[Extracted data entries]
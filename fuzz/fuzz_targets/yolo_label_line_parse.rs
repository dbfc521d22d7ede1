//! Fuzz target for single-line YOLO label parsing.
//!
//! Feeds arbitrary UTF-8 lines to the label line parser used when staged
//! label files are read back for splitting.

#![no_main]

use libfuzzer_sys::fuzz_target;
use yololabel::label::fuzz_parse_label_line;

fuzz_target!(|data: &[u8]| {
    if data.len() > 1024 * 1024 {
        return;
    }

    let Ok(line) = std::str::from_utf8(data) else {
        return;
    };

    let _ = fuzz_parse_label_line(line);
});
/// Plans a split over in-memory class lists (one entry per file, distinct
/// classes in encounter order).
pub fn plan_split(
    files: &[Vec<ClassId>],
    percentages: SplitPercentages,
    options: SplitOptions,
) -> Result<SplitPlan, Infeasible> {
    let all: Vec<usize> = (0..files.len()).collect();

    let frequency = class_frequencies(files, &all);
    if let Some(class_id) = singleton_class(&frequency) {
        return Err(Infeasible {
            class_id,
            stage: SplitStage::Test,
        });
    }

    let strata: Vec<Option<ClassId>> = files
        .iter()
        .map(|classes| representative_label(classes, &frequency))
        .collect();

    let mut rng = StdRng::seed_from_u64(options.seed);

    let test_target = proportional_count(all.len(), percentages.test, 100);
    let (mut test, rest) = stratified_take(&all, &strata, test_target, &mut rng);

    let val_share = percentages.val;
    let remainder_share = 100 - percentages.test;
    let (mut val, mut train) = if val_share == 0 || rest.is_empty() {
        (Vec::new(), rest)
    } else if val_share == remainder_share {
        (rest, Vec::new())
    } else {
        let rest_frequency = class_frequencies(files, &rest);
        let singles: BTreeSet<ClassId> = rest_frequency
            .iter()
            .filter(|(_, count)| **count == 1)
            .map(|(class_id, _)| *class_id)
            .collect();

        if options.strict_second_stage {
            if let Some(&class_id) = singles.iter().next() {
                return Err(Infeasible {
                    class_id,
                    stage: SplitStage::Validation,
                });
            }
        }

        // A class reduced to one file already has its other occurrences in
        // test; keep the last one in train.
        let (pinned, free): (Vec<usize>, Vec<usize>) = rest
            .iter()
            .copied()
            .partition(|&i| files[i].iter().any(|class_id| singles.contains(class_id)));

        let val_target =
            proportional_count(rest.len(), val_share, remainder_share).min(free.len());
        let (val, mut train) = stratified_take(&free, &strata, val_target, &mut rng);
        train.extend(pinned);
        (val, train)
    };

    train.sort_unstable();
    val.sort_unstable();
    test.sort_unstable();

    Ok(SplitPlan { train, val, test })
}

/// Per-class count of files containing the class at least once.
fn class_frequencies(files: &[Vec<ClassId>], members: &[usize]) -> BTreeMap<ClassId, usize> {
    let mut frequency = BTreeMap::new();
    for &i in members {
        let distinct: BTreeSet<ClassId> = files[i].iter().copied().collect();
        for class_id in distinct {
            *frequency.entry(class_id).or_insert(0) += 1;
        }
    }
    frequency
}

fn singleton_class(frequency: &BTreeMap<ClassId, usize>) -> Option<ClassId> {
    frequency
        .iter()
        .find(|(_, count)| **count == 1)
        .map(|(class_id, _)| *class_id)
}

/// The rarest class of a file, ties going to the first one written.
/// Files without boxes get `None`, their own background stratum.
fn representative_label(
    classes: &[ClassId],
    frequency: &BTreeMap<ClassId, usize>,
) -> Option<ClassId> {
    classes
        .iter()
        .min_by_key(|class_id| frequency.get(class_id).copied().unwrap_or(0))
        .copied()
}

/// `round(total * numerator / denominator)` in integer arithmetic.
fn proportional_count(total: usize, numerator: u32, denominator: u32) -> usize {
    if denominator == 0 {
        return 0;
    }
    let numerator = numerator as usize;
    let denominator = denominator as usize;
    (total * numerator + denominator / 2) / denominator
}

/// Draws `target` members, spread over strata in proportion to their size.
///
/// Each stratum gets the floor of its exact share; the leftover slots go to
/// the strata with the largest fractional remainders. Returns
/// `(taken, kept)`.
fn stratified_take(
    members: &[usize],
    strata: &[Option<ClassId>],
    target: usize,
    rng: &mut StdRng,
) -> (Vec<usize>, Vec<usize>) {
    if target == 0 {
        return (Vec::new(), members.to_vec());
    }
    if target >= members.len() {
        return (members.to_vec(), Vec::new());
    }

    let mut groups: BTreeMap<Option<ClassId>, Vec<usize>> = BTreeMap::new();
    for &i in members {
        groups.entry(strata[i]).or_default().push(i);
    }

    let total = members.len();
    let mut quotas: Vec<(usize, usize)> = Vec::with_capacity(groups.len());
    let mut assigned = 0;
    for group in groups.values() {
        let exact = group.len() * target;
        let quota = exact / total;
        quotas.push((quota, exact % total));
        assigned += quota;
    }

    let mut order: Vec<usize> = (0..quotas.len()).collect();
    order.sort_by(|&a, &b| quotas[b].1.cmp(&quotas[a].1).then(a.cmp(&b)));
    let sizes: Vec<usize> = groups.values().map(Vec::len).collect();
    for g in order {
        if assigned == target {
            break;
        }
        if quotas[g].0 < sizes[g] {
            quotas[g].0 += 1;
            assigned += 1;
        }
    }

    let mut taken = Vec::with_capacity(target);
    let mut kept = Vec::with_capacity(total - target);
    for (mut group, (quota, _)) in groups.into_values().zip(quotas) {
        group.shuffle(rng);
        let rest = group.split_off(quota);
        taken.extend(group);
        kept.extend(rest);
    }

    (taken, kept)
}

/// Reads the distinct class ids of a label file in encounter order.
pub fn read_label_classes(path: &Path) -> Result<Vec<ClassId>, YololabelError> {
    let content = fs::read_to_string(path).map_err(YololabelError::Io)?;
    let records = parse_label_file(&content, path)?;

    let mut classes = Vec::new();
    for record in records {
        if !classes.contains(&record.class_id) {
            classes.push(record.class_id);
        }
    }
    Ok(classes)
}

/// Lists the images and label files of a flat `images/` + `labels/` folder.
pub fn collect_flat_dataset(root: &Path) -> Result<(Vec<PathBuf>, Vec<PathBuf>), YololabelError> {
    let images = list_source_images(&root.join("images"))?;

    let labels_dir = root.join("labels");
    let mut labels = Vec::new();
    for entry in WalkDir::new(&labels_dir).min_depth(1).max_depth(1) {
        let entry = entry.map_err(|source| {
            YololabelError::Io(
                source
                    .into_io_error()
                    .unwrap_or_else(|| std::io::Error::other("directory traversal failed")),
            )
        })?;
        if entry.file_type().is_file() && has_extension(entry.path(), &[LABEL_EXTENSION]) {
            labels.push(entry.into_path());
        }
    }
    labels.sort();

    Ok((images, labels))
}
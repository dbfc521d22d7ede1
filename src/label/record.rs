//! Normalized YOLO records and the label-line text format.
//!
//! A label file holds one record per line:
//! `class_id x_center y_center width height`, all coordinates normalized to
//! the image size and written with six decimal digits.

use std::fmt;
use std::path::Path;

use serde::Serialize;

use super::{BoundingBox, ClassId};
use crate::error::YololabelError;

/// Digits after the decimal point for normalized coordinates.
pub const LABEL_PRECISION: usize = 6;

/// A bounding box expressed as YOLO center/size fractions of the image.
#[derive(Clone, Copy, Debug, PartialEq, Serialize)]
pub struct YoloRecord {
    pub class_id: ClassId,
    pub x_center: f64,
    pub y_center: f64,
    pub width: f64,
    pub height: f64,
}

impl YoloRecord {
    /// Denormalizes the record back into `(x1, y1, x2, y2)` pixel corners.
    pub fn to_pixel_corners(&self, image_width: u32, image_height: u32) -> (f64, f64, f64, f64) {
        let w = f64::from(image_width);
        let h = f64::from(image_height);
        let half_w = self.width * w / 2.0;
        let half_h = self.height * h / 2.0;
        (
            self.x_center * w - half_w,
            self.y_center * h - half_h,
            self.x_center * w + half_w,
            self.y_center * h + half_h,
        )
    }
}

impl fmt::Display for YoloRecord {
    fn fmt(&self, f: &mut fmt::Formatter<'_>) -> fmt::Result {
        write!(
            f,
            "{} {:.prec$} {:.prec$} {:.prec$} {:.prec$}",
            self.class_id,
            self.x_center,
            self.y_center,
            self.width,
            self.height,
            prec = LABEL_PRECISION
        )
    }
}

/// Converts a pixel box into a YOLO record for an image of the given size.
///
/// The dimensions must be those of the displayed (resized) image.
pub fn to_yolo_record(
    bbox: &BoundingBox,
    image_width: u32,
    image_height: u32,
) -> Result<YoloRecord, YololabelError> {
    if image_width == 0 || image_height == 0 {
        return Err(YololabelError::InvalidImage {
            width: image_width,
            height: image_height,
        });
    }

    let w = f64::from(image_width);
    let h = f64::from(image_height);
    let x1 = f64::from(bbox.top_left.x);
    let y1 = f64::from(bbox.top_left.y);
    let x2 = f64::from(bbox.bottom_right.x);
    let y2 = f64::from(bbox.bottom_right.y);

    Ok(YoloRecord {
        class_id: bbox.class_id,
        x_center: (x1 + x2) / 2.0 / w,
        y_center: (y1 + y2) / 2.0 / h,
        width: (x2 - x1) / w,
        height: (y2 - y1) / h,
    })
}

/// Renders records as label file content, one newline-terminated line each.
pub fn render_label_lines(records: &[YoloRecord]) -> String {
    let mut out = String::new();
    for record in records {
        out.push_str(&record.to_string());
        out.push('\n');
    }
    out
}

/// Parses one label line. Blank lines yield `Ok(None)`.
pub fn parse_label_line(
    line: &str,
    file_path: &Path,
    line_num: usize,
) -> Result<Option<YoloRecord>, YololabelError> {
    let trimmed = line.trim();
    if trimmed.is_empty() {
        return Ok(None);
    }

    // Take at most 6 tokens so pathological inputs do not allocate unbounded memory.
    let tokens: Vec<&str> = trimmed.split_whitespace().take(6).collect();

    if tokens.len() != 5 {
        return Err(YololabelError::LabelParse {
            path: file_path.to_path_buf(),
            line: line_num,
            message: if tokens.len() < 5 {
                format!("expected 5 tokens, found {}", tokens.len())
            } else {
                "trailing fields after height; only bounding-box rows are supported".to_string()
            },
        });
    }

    let class_id = tokens[0]
        .parse::<u32>()
        .map_err(|_| YololabelError::LabelParse {
            path: file_path.to_path_buf(),
            line: line_num,
            message: format!(
                "invalid class_id '{}'; expected non-negative integer",
                tokens[0]
            ),
        })?;

    Ok(Some(YoloRecord {
        class_id: ClassId::new(class_id),
        x_center: parse_f64_token(tokens[1], "x_center", file_path, line_num)?,
        y_center: parse_f64_token(tokens[2], "y_center", file_path, line_num)?,
        width: parse_f64_token(tokens[3], "width", file_path, line_num)?,
        height: parse_f64_token(tokens[4], "height", file_path, line_num)?,
    }))
}

/// Parses a whole label file body.
pub fn parse_label_file(content: &str, file_path: &Path) -> Result<Vec<YoloRecord>, YololabelError> {
    let mut records = Vec::new();
    for (line_idx, line) in content.lines().enumerate() {
        if let Some(record) = parse_label_line(line, file_path, line_idx + 1)? {
            records.push(record);
        }
    }
    Ok(records)
}

/// Fuzz-only entrypoint for single-line parsing.
#[cfg(feature = "fuzzing")]
pub fn fuzz_parse_label_line(input: &str) -> Result<(), YololabelError> {
    let _ = parse_label_line(input, Path::new("<fuzz>"), 1)?;
    Ok(())
}

fn parse_f64_token(
    raw: &str,
    field_name: &str,
    file_path: &Path,
    line_num: usize,
) -> Result<f64, YololabelError> {
    raw.parse::<f64>()
        .map_err(|_| YololabelError::LabelParse {
            path: file_path.to_path_buf(),
            line: line_num,
            message: format!("invalid {field_name} '{raw}'; expected floating-point number"),
        })
}
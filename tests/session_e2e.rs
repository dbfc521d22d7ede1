mod common;

use std::fs;
use std::path::{Path, PathBuf};

use common::{file_names, image_folder, label_classes, write_file, CAT_DOG_TAXONOMY};
use yololabel::image_io::Resolution;
use yololabel::label::{BoundingBox, LabelTaxonomy};
use yololabel::session::{
    Advance, AnnotationSession, DatasetConfig, DatasetOutcome, SessionConfig, SessionState,
    SessionSummary,
};
use yololabel::split::{SplitPercentages, SplitStage};
use yololabel::staging::STAGING_MARKER;
use yololabel::YololabelError;

fn taxonomy() -> LabelTaxonomy {
    LabelTaxonomy::from_json_str(CAT_DOG_TAXONOMY).expect("parse taxonomy")
}

fn small() -> Resolution {
    Resolution::new(64, 48).expect("resolution")
}

fn dataset_config(dest: &Path, train: u32, val: u32, test: u32) -> SessionConfig {
    SessionConfig {
        resolution: small(),
        dataset: Some(DatasetConfig::new(
            dest,
            SplitPercentages::new(train, val, test).expect("percentages"),
        )),
    }
}

/// Annotates each image with one box of the given class (or none), then
/// returns the summary produced by the last advance.
fn annotate_all(session: &mut AnnotationSession, classes: &[Option<u32>]) -> SessionSummary {
    for (i, class) in classes.iter().enumerate() {
        if let Some(class) = class {
            session
                .record_box(BoundingBox::from_corners(4, 4, 40, 30, *class))
                .expect("record box");
        }
        match session.advance().expect("advance") {
            Advance::Next(_) => assert!(i + 1 < classes.len()),
            Advance::Finished(summary) => {
                assert_eq!(i + 1, classes.len());
                return summary;
            }
        }
    }
    panic!("session never finished");
}

fn bucket_files(dest: &Path, bucket: &str) -> (Vec<String>, Vec<String>) {
    (
        file_names(&dest.join(bucket).join("images")),
        file_names(&dest.join(bucket).join("labels")),
    )
}

#[test]
fn cat_dog_dataset_is_split_and_staging_removed() {
    let temp = tempfile::tempdir().expect("create temp dir");
    let images = image_folder(
        temp.path(),
        "raw",
        &["cat1.bmp", "cat2.bmp", "dog1.bmp", "dog2.bmp"],
    );
    let dest = temp.path().join("dataset");

    let mut session =
        AnnotationSession::new(images, taxonomy(), dataset_config(&dest, 50, 25, 25))
            .expect("session");
    assert!(session.is_dataset_mode());
    let summary = annotate_all(&mut session, &[Some(0), Some(0), Some(1), Some(1)]);
    assert_eq!(session.state(), SessionState::Closed);
    assert_eq!(summary.annotated, 4);
    assert_eq!(summary.boxes, 4);

    let DatasetOutcome::Split {
        report, manifest, ..
    } = &summary.outcome
    else {
        panic!("expected a stratified split, got {:?}", summary.outcome);
    };
    assert_eq!(report.total_files(), 4);
    assert_eq!(
        (report.train.files, report.val.files, report.test.files),
        (2, 1, 1)
    );

    let mut total = 0;
    for bucket in ["train", "val", "test"] {
        let (images, labels) = bucket_files(&dest, bucket);
        assert_eq!(images.len(), labels.len());
        total += images.len();
    }
    assert_eq!(total, 4);

    let (train_images, train_labels) = bucket_files(&dest, "train");
    assert!(!train_images.is_empty());
    let mut train_classes: Vec<u32> = train_labels
        .iter()
        .flat_map(|name| label_classes(&dest.join("train/labels").join(name)))
        .collect();
    train_classes.sort_unstable();
    train_classes.dedup();
    assert_eq!(train_classes, vec![0, 1]);

    let manifest = manifest.as_ref().expect("manifest written");
    let yaml = fs::read_to_string(manifest).expect("read manifest");
    assert!(yaml.contains("train: train/images"));
    assert!(yaml.contains("Cat"));

    assert!(!temp.path().join("raw/tmp").exists());
}

#[test]
fn singleton_class_falls_back_to_flat_dataset() {
    let temp = tempfile::tempdir().expect("create temp dir");
    let images = image_folder(temp.path(), "raw", &["a.bmp", "b.bmp", "c.bmp"]);
    let dest = temp.path().join("dataset");

    let mut session =
        AnnotationSession::new(images, taxonomy(), dataset_config(&dest, 70, 15, 15))
            .expect("session");
    let summary = annotate_all(&mut session, &[Some(0), Some(0), Some(1)]);

    let DatasetOutcome::Fallback { reason, files, .. } = &summary.outcome else {
        panic!("expected the fallback, got {:?}", summary.outcome);
    };
    assert_eq!(reason.class_id.as_u32(), 1);
    assert_eq!(reason.stage, SplitStage::Test);
    assert_eq!(*files, 3);

    assert_eq!(file_names(&dest.join("images")), ["a.bmp", "b.bmp", "c.bmp"]);
    assert_eq!(file_names(&dest.join("labels")), ["a.txt", "b.txt", "c.txt"]);
    assert!(!dest.join("train").exists());
    assert!(!dest.join("dataset.yaml").exists());
    assert!(!temp.path().join("raw/tmp").exists());
}

#[test]
fn discarded_images_are_never_staged() {
    let temp = tempfile::tempdir().expect("create temp dir");
    let images = image_folder(
        temp.path(),
        "raw",
        &["a.bmp", "b.bmp", "bad.bmp", "c.bmp", "d.bmp"],
    );
    let dest = temp.path().join("dataset");

    let mut session =
        AnnotationSession::new(images, taxonomy(), dataset_config(&dest, 50, 0, 50))
            .expect("session");
    for (name, class) in [("a", 0), ("b", 0)] {
        assert!(session.current_image().unwrap().ends_with(format!("{name}.bmp")));
        session
            .record_box(BoundingBox::from_corners(1, 1, 20, 20, class))
            .unwrap();
        session.advance().unwrap();
    }
    session
        .record_box(BoundingBox::from_corners(1, 1, 20, 20, 1))
        .unwrap();
    session.discard_current().unwrap();
    session
        .record_box(BoundingBox::from_corners(1, 1, 20, 20, 1))
        .unwrap();
    session.advance().unwrap();
    session
        .record_box(BoundingBox::from_corners(1, 1, 20, 20, 1))
        .unwrap();
    let Advance::Finished(summary) = session.advance().unwrap() else {
        panic!("expected the session to finish");
    };
    assert_eq!(summary.discarded, 1);
    assert_eq!(summary.annotated, 4);
    assert!(matches!(summary.outcome, DatasetOutcome::Split { .. }));

    let mut all_images = Vec::new();
    for bucket in ["train", "val", "test"] {
        all_images.extend(bucket_files(&dest, bucket).0);
    }
    all_images.sort();
    assert_eq!(all_images, ["a.bmp", "b.bmp", "c.bmp", "d.bmp"]);
    assert!(bucket_files(&dest, "val").0.is_empty());
}

#[test]
fn advance_after_close_is_rejected() {
    let temp = tempfile::tempdir().expect("create temp dir");
    let images = image_folder(temp.path(), "raw", &["a.bmp", "b.bmp"]);
    let dest = temp.path().join("dataset");

    let mut session =
        AnnotationSession::new(images, taxonomy(), dataset_config(&dest, 50, 0, 50))
            .expect("session");
    annotate_all(&mut session, &[Some(0), Some(0)]);

    let before = file_names(&dest.join("train/images"));
    assert!(matches!(session.advance(), Err(YololabelError::SessionClosed)));
    assert!(matches!(
        session.discard_current(),
        Err(YololabelError::SessionClosed)
    ));
    assert_eq!(file_names(&dest.join("train/images")), before);
}

#[test]
fn stale_staging_from_an_earlier_run_is_cleared() {
    let temp = tempfile::tempdir().expect("create temp dir");
    let images = image_folder(temp.path(), "raw", &["a.bmp", "b.bmp"]);
    common::write_bmp(&temp.path().join("raw/tmp/images/ghost.bmp"), 8, 8);
    write_file(&temp.path().join("raw/tmp/labels/ghost.txt"), "1 0.5 0.5 0.1 0.1\n");
    write_file(&temp.path().join("raw/tmp").join(STAGING_MARKER), "");
    let dest = temp.path().join("dataset");

    let mut session =
        AnnotationSession::new(images, taxonomy(), dataset_config(&dest, 50, 0, 50))
            .expect("session");
    let summary = annotate_all(&mut session, &[Some(0), Some(0)]);

    assert!(matches!(summary.outcome, DatasetOutcome::Split { .. }));
    for bucket in ["train", "val", "test"] {
        assert!(!bucket_files(&dest, bucket).0.contains(&"ghost.bmp".to_string()));
    }
    assert!(!temp.path().join("raw/tmp").exists());
}

#[test]
fn user_files_in_the_staging_folder_survive_a_session() {
    let temp = tempfile::tempdir().expect("create temp dir");
    let images = image_folder(
        temp.path(),
        "raw",
        &["cat1.bmp", "cat2.bmp", "dog1.bmp", "dog2.bmp"],
    );
    let notes = temp.path().join("raw/tmp/notes.txt");
    write_file(&notes, "shopping list\n");
    let dest = temp.path().join("dataset");

    let mut session =
        AnnotationSession::new(images, taxonomy(), dataset_config(&dest, 50, 25, 25))
            .expect("session");
    let summary = annotate_all(&mut session, &[Some(0), Some(0), Some(1), Some(1)]);

    let DatasetOutcome::Split { report, .. } = &summary.outcome else {
        panic!("expected a stratified split, got {:?}", summary.outcome);
    };
    assert_eq!(report.total_files(), 4);
    assert_eq!(fs::read_to_string(&notes).unwrap(), "shopping list\n");
    assert_eq!(file_names(&temp.path().join("raw/tmp")), vec!["notes.txt".to_string()]);
}

#[test]
fn unmarked_staging_content_is_refused_untouched() {
    let temp = tempfile::tempdir().expect("create temp dir");
    let images = image_folder(temp.path(), "raw", &["a.bmp"]);
    let holiday = temp.path().join("raw/tmp/images/holiday.bmp");
    common::write_bmp(&holiday, 8, 8);
    let dest = temp.path().join("dataset");

    let err = AnnotationSession::new(images, taxonomy(), dataset_config(&dest, 50, 0, 50))
        .unwrap_err();
    assert!(matches!(err, YololabelError::StagingIo { .. }));
    assert!(holiday.is_file());
}

#[test]
fn staging_equal_to_destination_is_rejected_up_front() {
    let temp = tempfile::tempdir().expect("create temp dir");
    let images = image_folder(temp.path(), "raw", &["a.bmp", "b.bmp"]);
    let dest = temp.path().join("dataset");
    write_file(&dest.join("train/labels/keep.txt"), "0 0.5 0.5 0.1 0.1\n");

    let mut config = dataset_config(&dest, 50, 0, 50);
    if let Some(dataset) = config.dataset.as_mut() {
        dataset.staging_root = Some(dest.clone());
    }

    let err = AnnotationSession::new(images, taxonomy(), config).unwrap_err();
    assert!(matches!(err, YololabelError::StagingOverlap { .. }));
    assert!(dest.join("train/labels/keep.txt").is_file());
    assert!(!dest.join(STAGING_MARKER).exists());
}

#[test]
fn custom_staging_root_is_used_and_removed() {
    let temp = tempfile::tempdir().expect("create temp dir");
    let images = image_folder(temp.path(), "raw", &["a.bmp", "b.bmp"]);
    let dest = temp.path().join("dataset");
    let staging = temp.path().join("scratch");

    let mut config = dataset_config(&dest, 50, 0, 50);
    if let Some(dataset) = config.dataset.as_mut() {
        dataset.staging_root = Some(staging.clone());
        dataset.write_manifest = false;
    }

    let mut session = AnnotationSession::new(images, taxonomy(), config).expect("session");
    session
        .record_box(BoundingBox::from_corners(1, 1, 20, 20, 0))
        .unwrap();
    session.advance().unwrap();
    assert!(staging.join("images/a.bmp").is_file());
    assert!(staging.join("labels/a.txt").is_file());
    assert!(!temp.path().join("raw/tmp").exists());

    session
        .record_box(BoundingBox::from_corners(1, 1, 20, 20, 0))
        .unwrap();
    let Advance::Finished(summary) = session.advance().unwrap() else {
        panic!("expected the session to finish");
    };
    let DatasetOutcome::Split { manifest, .. } = summary.outcome else {
        panic!("expected a split");
    };
    assert!(manifest.is_none());
    assert!(!staging.exists());
}

#[test]
fn non_dataset_mode_saves_next_to_the_source_folder() {
    let temp = tempfile::tempdir().expect("create temp dir");
    let images = image_folder(temp.path(), "raw", &["a.bmp", "b.bmp", "c.bmp"]);
    let config = SessionConfig {
        resolution: small(),
        dataset: None,
    };

    let mut session = AnnotationSession::new(images, taxonomy(), config).expect("session");
    assert!(!session.is_dataset_mode());

    session
        .record_box(BoundingBox::from_corners(16, 12, 48, 36, 1))
        .unwrap();
    session.advance().unwrap();
    session.discard_current().unwrap();
    let Advance::Finished(summary) = session.advance().unwrap() else {
        panic!("expected the session to finish");
    };

    let images_dir = temp.path().join("scaled_images");
    let labels_dir = temp.path().join("labels");
    let DatasetOutcome::Saved {
        images_dir: saved_images,
        labels_dir: saved_labels,
    } = &summary.outcome
    else {
        panic!("expected the permanent save, got {:?}", summary.outcome);
    };
    assert_eq!(saved_images, &images_dir);
    assert_eq!(saved_labels, &labels_dir);

    assert_eq!(file_names(&images_dir), ["a.bmp", "c.bmp"]);
    assert_eq!(file_names(&labels_dir), ["a.txt", "c.txt"]);
    assert_eq!(
        fs::read_to_string(labels_dir.join("a.txt")).unwrap(),
        "1 0.500000 0.500000 0.500000 0.500000\n"
    );
    assert_eq!(fs::read_to_string(labels_dir.join("c.txt")).unwrap(), "");
    assert_eq!(
        image::image_dimensions(images_dir.join("a.bmp")).unwrap(),
        (64, 48)
    );
    assert!(!temp.path().join("raw/tmp").exists());
}

#[test]
fn unreadable_image_can_be_discarded() {
    let temp = tempfile::tempdir().expect("create temp dir");
    let mut images = image_folder(temp.path(), "raw", &["a.bmp"]);
    let broken: PathBuf = write_file(&temp.path().join("raw/broken.bmp"), "not an image");
    images.insert(0, broken);

    let mut session = AnnotationSession::new(
        images,
        taxonomy(),
        SessionConfig {
            resolution: small(),
            dataset: None,
        },
    )
    .expect("session");

    assert!(matches!(
        session.advance(),
        Err(YololabelError::Image { .. })
    ));
    assert!(matches!(session.discard_current(), Ok(Advance::Next(_))));
    assert!(matches!(session.advance(), Ok(Advance::Finished(_))));
}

**EXERCISE AIM**
Reproduce exactly the section above that begins at the line containing "let mut kept" and ends at the line containing "in encounter order.", leaving out all other lines.

**PROBLEM SOLUTION**
    let mut kept = Vec::with_capacity(total - target);
    for (mut group, (quota, _)) in groups.into_values().zip(quotas) {
        group.shuffle(rng);
        let rest = group.split_off(quota);
        taken.extend(group);
        kept.extend(rest);
    }

    (taken, kept)
}

/// Reads the distinct class ids of a label file in encounter order.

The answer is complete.